§ Problem to solve
Please give again, word for word, the lines that lie between the start of the listing below and the line with "pub fn new(api: Arc<ApiClient>)", both included.

§ Source records
───
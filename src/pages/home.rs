use std::sync::Arc;

use crate::api::ApiClient;
use crate::error::ApiResult;
use crate::feed::Feed;
use crate::pages::InFlight;

/// The home page: posts from every enrolled course, with the viewer's liked
/// set folded in.
pub struct HomePage {
    api: Arc<ApiClient>,
    pub feed: Feed,
    in_flight: InFlight,
}

impl HomePage {
    pub fn new(api: Arc<ApiClient>) -> Self {
        Self {
            api,
            feed: Feed::default(),
            in_flight: InFlight::default(),
        }
    }

    /// Fetch the feed and the liked set together; they are independent.
    /// The liked set is best-effort and degrades to empty.
    pub async fn load(&mut self) -> ApiResult<()> {
        let (posts, liked) = tokio::join!(self.api.get_home_posts(), self.api.get_liked_posts());
        self.feed = Feed::new(posts?);
        self.feed.mark_liked(&liked);
        Ok(())
    }

    /// Create a post and prepend it on success. Returns false if the
    /// request failed or one is already outstanding; the feed is untouched
    /// either way.
    pub async fn submit_post(
        &mut self,
        course_id: &str,
        content: &str,
        image: Option<&str>,
    ) -> bool {
        if !self.in_flight.try_begin("post") {
            return false;
        }
        let result = self.api.create_post(course_id, content, image).await;
        self.in_flight.finish("post");
        match result {
            Ok(post) => {
                self.feed.prepend(post);
                true
            }
            Err(_) => false,
        }
    }

    pub async fn delete_post(&mut self, post_id: &str) -> bool {
        match self.api.delete_post(post_id).await {
            Ok(()) => self.feed.remove(post_id),
            Err(_) => false,
        }
    }

    /// Toggle a like; the server response overwrites the local count/flag.
    pub async fn toggle_like(&mut self, post_id: &str) -> bool {
        let key = format!("like:{post_id}");
        if !self.in_flight.try_begin(&key) {
            return false;
        }
        let result = self.api.like_post(post_id).await;
        self.in_flight.finish(&key);
        match result {
            Ok(like) => self.feed.apply_like(&like),
            Err(_) => false,
        }
    }

    pub async fn add_comment(&mut self, post_id: &str, content: &str) -> bool {
        match self.api.create_comment(post_id, content).await {
            Ok(comment) => self.feed.add_comment(post_id, comment),
            Err(_) => false,
        }
    }

    pub async fn delete_comment(&mut self, post_id: &str, comment_id: &str) -> bool {
        match self.api.delete_comment(comment_id).await {
            Ok(()) => self.feed.remove_comment(post_id, comment_id),
            Err(_) => false,
        }
    }
}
───
§ Problem solution
filename src/pages/home.rs
use std::sync::Arc;

use crate::api::ApiClient;
use crate::error::ApiResult;
use crate::feed::Feed;
use crate::pages::InFlight;

/// The home page: posts from every enrolled course, with the viewer's liked
/// set folded in.
pub struct HomePage {
    api: Arc<ApiClient>,
    pub feed: Feed,
    in_flight: InFlight,
}

impl HomePage {
    pub fn new(api: Arc<ApiClient>) -> Self {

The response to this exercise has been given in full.